For the influential Paris classes, all this has made Sansal a slightly ambiguous character. It is noticeable that, despite his having got French citizenship last year, there is no high-profile campaign led by politicians to get him released, no massive poster bearing his image on Paris city hall. One hopes that this reticence is for sound diplomatic reasons. The fact is that Sansal’s arrest is part of a wider crisis in Franco-Algerian relations – triggered by President Emmanuel Macron’s apparent tipping towards Morocco last year – and arguably a softly-softly approach is more likely to get him out.
But it seems more probable that Sansal is simply the wrong kind of dissident. In Paris salons, you hear a lot of huffing about the ghastliness of the Algerian regime for taking Sansal hostage, but quite often there’s a ‘But let’s not forget…’ at the end of it – implying that in some way he brought it on himself.
The European parliament finally passed a motion calling for his release last month, but several hard-left French MEPs either abstained or voted against on the grounds that Sansal ‘backed the ideas of the far right, including the “great replacement” theory’.

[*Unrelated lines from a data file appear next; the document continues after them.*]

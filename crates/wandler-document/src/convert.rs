// SPDX-License-Identifier: PMPL-1.0-or-later
// Copyright (c) 2026 Jonathan D.A. Jewell (hyperpolymath) <jonathan.jewell@open.ac.uk>
//
// Conversion dispatcher.
//
// A validated `ConversionRequest` is routed by format family: documents
// (PNG, JPG, PDF) go through the image codecs and the page rasterizer,
// vector data (GeoJSON, Shapefile) goes through the feature drivers.
// Identity requests copy the input unchanged.

use std::ffi::OsString;
use std::path::{Path, PathBuf};

use tracing::{debug, info, instrument, warn};
use wandler_core::error::{Result, WandlerError};
use wandler_core::{ConversionRequest, ConverterConfig, FormatTag};

use crate::acquire::acquire;
use crate::archive;
use crate::image::ImageProcessor;
use crate::pdf::{PageRasterizer, PdfWriter, PopplerRasterizer};
use crate::vector::{self, json, shp};

/// Outcome of a successful conversion.
#[derive(Debug, Clone, PartialEq, Eq)]
pub struct Completed {
    /// Where the result ended up. Differs from the requested export path
    /// when Shapefile output is packaged as a zip.
    pub export_path: PathBuf,
    /// Every file written, in write order.
    pub outputs: Vec<PathBuf>,
}

impl Completed {
    fn single(path: PathBuf) -> Self {
        Self {
            export_path: path.clone(),
            outputs: vec![path],
        }
    }
}

/// Runs conversion requests with one configuration and one page rasterizer.
pub struct Converter<R: PageRasterizer = PopplerRasterizer> {
    config: ConverterConfig,
    rasterizer: R,
}

impl Converter<PopplerRasterizer> {
    /// Converter using `pdftoppm` as configured.
    pub fn new(config: ConverterConfig) -> Self {
        let rasterizer = PopplerRasterizer::from_config(&config);
        Self { config, rasterizer }
    }
}

impl<R: PageRasterizer> Converter<R> {
    pub fn with_rasterizer(config: ConverterConfig, rasterizer: R) -> Self {
        Self { config, rasterizer }
    }

    /// Convert without progress reporting.
    pub fn convert(&self, request: &ConversionRequest) -> Result<Completed> {
        self.convert_with_progress(request, &mut |_| {})
    }

    /// Convert, reporting percent complete (0 to 100) through `progress`.
    ///
    /// Outputs written before a failure are left in place.
    #[instrument(skip_all, fields(
        from = %request.source_format(),
        to = %request.target_format(),
        input = %request.source_path().display()
    ))]
    pub fn convert_with_progress(
        &self,
        request: &ConversionRequest,
        progress: &mut dyn FnMut(f64),
    ) -> Result<Completed> {
        if request.is_identity() {
            return copy_unchanged(request, progress);
        }

        let input = acquire(request.source_path(), request.source_format())?;
        if let Some(dir) = input.extraction_dir() {
            debug!(
                dir = %dir.display(),
                input = %input.path().display(),
                "Reading extracted archive"
            );
        }
        let export = request.export_path();
        let target = request.target_format();

        let completed = match request.source_format() {
            FormatTag::Pdf => self.rasterize_pdf(input.path(), export, target, progress)?,
            source @ (FormatTag::Png | FormatTag::Jpg) => {
                self.convert_image(input.path(), source, export, target, progress)?
            }
            source @ (FormatTag::GeoJson | FormatTag::Shp) => {
                convert_vector(input.path(), source, export, target, progress)?
            }
        };

        info!(
            export = %completed.export_path.display(),
            files = completed.outputs.len(),
            "Conversion complete"
        );
        Ok(completed)
    }

    // -- Document family ------------------------------------------------------

    fn rasterize_pdf(
        &self,
        pdf: &Path,
        export: &Path,
        target: FormatTag,
        progress: &mut dyn FnMut(f64),
    ) -> Result<Completed> {
        if !matches!(target, FormatTag::Png | FormatTag::Jpg) {
            return Err(WandlerError::UnsupportedConversion {
                from: FormatTag::Pdf,
                to: target,
            });
        }

        let total = self.rasterizer.page_count(pdf)?;
        if total == 0 {
            return Err(WandlerError::PdfError(format!(
                "{} has no pages",
                pdf.display()
            )));
        }
        info!(pages = total, "Rasterizing PDF");

        let mut outputs = Vec::with_capacity(total);
        for index in 0..total {
            let page = u32::try_from(index + 1).map_err(|_| {
                WandlerError::PdfError(format!("page number {} out of range", index + 1))
            })?;
            let rendered = ImageProcessor::from_dynamic(self.rasterizer.render_page(pdf, page)?);

            let out = if total == 1 {
                export.to_path_buf()
            } else {
                page_output_path(export, index, target)
            };
            self.write_image(&rendered, &out, FormatTag::Pdf, target)?;
            debug!(page, out = %out.display(), "Page written");
            outputs.push(out);

            progress((index + 1) as f64 / total as f64 * 100.0);
        }

        Ok(Completed {
            export_path: export.to_path_buf(),
            outputs,
        })
    }

    fn convert_image(
        &self,
        input: &Path,
        source: FormatTag,
        export: &Path,
        target: FormatTag,
        progress: &mut dyn FnMut(f64),
    ) -> Result<Completed> {
        let image = ImageProcessor::open(input)?;
        self.write_image(&image, export, source, target)?;
        progress(100.0);
        Ok(Completed::single(export.to_path_buf()))
    }

    fn write_image(
        &self,
        image: &ImageProcessor,
        out: &Path,
        source: FormatTag,
        target: FormatTag,
    ) -> Result<()> {
        match target {
            FormatTag::Png => image.save_png(out),
            FormatTag::Jpg => image.save_jpeg(out, self.config.jpeg_quality),
            FormatTag::Pdf => {
                let mut writer = PdfWriter::new(self.config.pdf_resolution_dpi);
                if let Some(stem) = out.file_stem().and_then(|s| s.to_str()) {
                    writer.set_title(stem);
                }
                writer.write_image_to_file(image.as_dynamic(), out)
            }
            other => Err(WandlerError::UnsupportedConversion {
                from: source,
                to: other,
            }),
        }
    }
}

For Colosimo, there’s an apt comparison with Aleksandr Solzhenitsyn – not least given Algeria’s historic links with the Soviet Union. ‘Totalitarian regimes fear literature more than anything, because they know that literature is the main way for people to understand what is their fate,’ he says. ‘But remember Solzhenitsyn. We loved him when he was speaking against communism. But when he came out and started criticising us for being too materialistic, then it changed and we said he was a fascist. It is the same with Sansal.
‘The truth is we like our dissidents to be in our own image. When they start being dissidents against us – telling things about our countries – then we reject them.’